Sala de Aula
X
Português

Tribunal de Justiça de Minas Gerais - Abril/2014

Tribunal de Justiça de Minas Gerais – Abril de 2014

 

TJ-MG - Agravo de Instrumento Cv : AI 10148130056382002 MG

Número do 1.0148.13.005638-2/002 Númeração 0824102-

Relator: Des.(a) Estevão Lucchesi

Relator do Acordão: Des.(a) Estevão Lucchesi

Data do Julgamento: 03/04/2014

Data da Publicação: 11/04/2014

AGRAVO DE INSTRUMENTO - CAUTELAR - ARROLAMENTO BENS - LIMINAR - INDISPONIBILIDADE BENS. 1. A despeito da medida cautelar de arrolamento de bens possuir caráter conservativo, a indisponibilidade dos bens arrolados não é medida automática que se impõe, devendo ser, in casu, ponderada pelo magistrado, preservando o interesse de ambas as partes. 2. Deram provimento ao recurso. (V.V.P.).
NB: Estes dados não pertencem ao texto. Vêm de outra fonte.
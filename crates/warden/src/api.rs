//! HTTP API
//!
//! | Route | Operation |
//! |---|---|
//! | `POST /certs/{domain}` | issue unconditionally (`?include_base=true` for wildcards) |
//! | `PUT /certs/{domain}` | renew an existing certificate that is due |
//! | `DELETE /certs/{domain}` | remove a certificate |
//! | `GET /root` | root CA as `{"cert": "<PEM>"}` |
//! | `GET /root/pem`, `GET /root/der` | root CA download |
//! | `GET /expires` | expiry per stored domain |

use std::collections::BTreeMap;
use std::future::Future;
use std::sync::Arc;

use axum::extract::{Path, Query, State};
use axum::http::{header, StatusCode};
use axum::response::{IntoResponse, Response};
use axum::routing::{get, post};
use axum::{Json, Router};
use chrono::{DateTime, Utc};
use serde::{Deserialize, Serialize};
use serde_json::json;
use tokio::net::TcpListener;
use tracing::{error, info};

use crate::certs::{CertError, CertificateManager, DeleteOutcome, IssueReport};

type SharedManager = Arc<CertificateManager>;

/// Query parameters of `POST /certs/{domain}`
#[derive(Debug, Default, Deserialize)]
pub struct IssueParams {
    #[serde(default)]
    pub include_base: bool,
}

#[derive(Debug, Serialize)]
pub struct RootCertificate {
    pub cert: String,
}

/// [`CertError`] rendered as an HTTP response
#[derive(Debug)]
pub struct ApiError(pub CertError);

impl From<CertError> for ApiError {
    fn from(error: CertError) -> Self {
        Self(error)
    }
}

impl ApiError {
    pub fn status_code(&self) -> StatusCode {
        match &self.0 {
            CertError::InvalidDomain { .. } => StatusCode::BAD_REQUEST,
            CertError::NotFound { .. } | CertError::RootMissing => StatusCode::NOT_FOUND,
            CertError::NotDueForRenewal { .. } | CertError::EngineFailure { .. } => {
                StatusCode::CONFLICT
            }
            _ => StatusCode::INTERNAL_SERVER_ERROR,
        }
    }
}

impl IntoResponse for ApiError {
    fn into_response(self) -> Response {
        let status = self.status_code();
        let body = match &self.0 {
            CertError::EngineFailure {
                domain,
                status: code,
                diagnostic,
            } => {
                let report = IssueReport {
                    error: *code,
                    message: diagnostic.clone(),
                    domain: domain.clone(),
                };
                return (status, Json(report)).into_response();
            }
            CertError::InvalidDomain { domain, reason } => {
                json!({"message": format!("Invalid domain: {reason}"), "domain": domain})
            }
            CertError::NotFound { domain } => {
                json!({"message": "No such certificate", "domain": domain})
            }
            CertError::NotDueForRenewal {
                domain,
                days_remaining,
            } => json!({
                "message": "Certificate not due for expiry",
                "domain": domain,
                "days_remaining": days_remaining,
            }),
            CertError::RootMissing => json!({"message": "Root ca has not yet been generated"}),
            other => {
                error!(error = %other, "Request failed");
                json!({"message": other.to_string()})
            }
        };
        (status, Json(body)).into_response()
    }
}

/// Build the API router over `manager`
pub fn router(manager: SharedManager) -> Router {
    Router::new()
        .route(
            "/certs/{domain}",
            post(issue_certificate)
                .put(renew_certificate)
                .delete(delete_certificate),
        )
        .route("/root", get(root_certificate))
        .route("/root/pem", get(root_certificate_pem))
        .route("/root/der", get(root_certificate_der))
        .route("/expires", get(expiries))
        .with_state(manager)
}

/// Serve the API on `listener` until `shutdown` resolves
pub async fn serve<F>(listener: TcpListener, manager: SharedManager, shutdown: F) -> std::io::Result<()>
where
    F: Future<Output = ()> + Send + 'static,
{
    if let Ok(addr) = listener.local_addr() {
        info!(addr = %addr, "Certificate API listening");
    }
    axum::serve(listener, router(manager))
        .with_graceful_shutdown(shutdown)
        .await
}

async fn issue_certificate(
    State(manager): State<SharedManager>,
    Path(domain): Path<String>,
    Query(params): Query<IssueParams>,
) -> Result<Json<IssueReport>, ApiError> {
    info!(domain = %domain, include_base = params.include_base, "Issue requested");
    Ok(Json(manager.issue(&domain, params.include_base).await?))
}

async fn renew_certificate(
    State(manager): State<SharedManager>,
    Path(domain): Path<String>,
) -> Result<Json<IssueReport>, ApiError> {
    info!(domain = %domain, "Renewal requested");
    Ok(Json(manager.renew(&domain).await?))
}

async fn delete_certificate(
    State(manager): State<SharedManager>,
    Path(domain): Path<String>,
) -> Result<Json<serde_json::Value>, ApiError> {
    info!(domain = %domain, "Deletion requested");
    match manager.delete(&domain).await? {
        DeleteOutcome::Removed => Ok(Json(
            json!({"message": "Certificate deleted", "domain": domain}),
        )),
        DeleteOutcome::NotPresent => Err(CertError::NotFound { domain }.into()),
    }
}

async fn root_certificate(
    State(manager): State<SharedManager>,
) -> Result<Json<RootCertificate>, ApiError> {
    let pem = manager.root_certificate_pem()?;
    Ok(Json(RootCertificate {
        cert: String::from_utf8_lossy(&pem).trim().to_string(),
    }))
}

async fn root_certificate_pem(State(manager): State<SharedManager>) -> Result<Response, ApiError> {
    let pem = manager.root_certificate_pem()?;
    Ok(attachment(pem, "application/x-pem-file", "cert.pem"))
}

async fn root_certificate_der(State(manager): State<SharedManager>) -> Result<Response, ApiError> {
    let der = manager.root_certificate_der()?;
    Ok(attachment(der, "application/pkix-cert", "cert.crt"))
}

async fn expiries(
    State(manager): State<SharedManager>,
) -> Result<Json<BTreeMap<String, DateTime<Utc>>>, ApiError> {
    Ok(Json(manager.expiry_report()?))
}

fn attachment(body: Vec<u8>, content_type: &'static str, filename: &str) -> Response {
    (
        [
            (header::CONTENT_TYPE, content_type.to_string()),
            (
                header::CONTENT_DISPOSITION,
                format!("attachment; filename=\"{filename}\""),
            ),
        ],
        body,
    )
        .into_response()
}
AGRAVO DE INSTRUMENTO CV Nº 1.0148.13.005638-2/002 - COMARCA DE LAGOA SANTA - AGRAVANTE (S): AJAX CORREA RABELLO E OUTRO (A)(S), ELISA RABELLO CARVALHO, CLAUDIO CORREA RABELLO, BÁRBARA CORREA RABELLO, LÊDA CORRÊA RABELLO, FLÁVIO CORRÊA RABELLO, LAURA RABELLO CARVALHO, LUIZA MARIA CORREA RABELLO SANTOS - AGRAVADO (A)(S): JORGEMAR DIAS ROSA, INCA PARTICIPAÇÕES S/A, PLAUTO GOUVÊA, VITORIA RABELLO NOLLI, RENATA RABELLO COSTA, TRATEX CONSTRUÇÕES PARTICIPAÇÕES S/A E OUTRO (A)(S)

A C Ó R D Ã O


Vistos etc., acorda, em Turma, a 14ª CÂMARA CÍVEL do Tribunal de Justiça do Estado de Minas Gerais, na conformidade da ata dos julgamentos em DAR PROVIMENTO AO RECURSO, vencido em parte o Relator.

 

DES. ESTEVÃO LUCCHESI


RELATOR.

DES. ESTEVÃO LUCCHESI V O T O


Cuida-se de Agravo de Instrumento interposto por AJAX CORREA RABELLO E OUTROS, na ação cautelar de arrolamento de bens que move em face de TRATEX CONSTRUÇÕES PARTICIPAÇÕES S/A E OUTROS, contra decisão de fls. 598/TJ, proferida pelo Juízo da 2ª Vara Cível da Comarca de Lagoa Santa, a qual indeferiu os pedidos dos agravantes, ao fundamento de que apenas 20% do patrimônio da empresa agravada, correspondente ao valor da participação dos requerentes no capital social, fosse arrolado e apreendido (arrolamento parcial - indisponibilidade).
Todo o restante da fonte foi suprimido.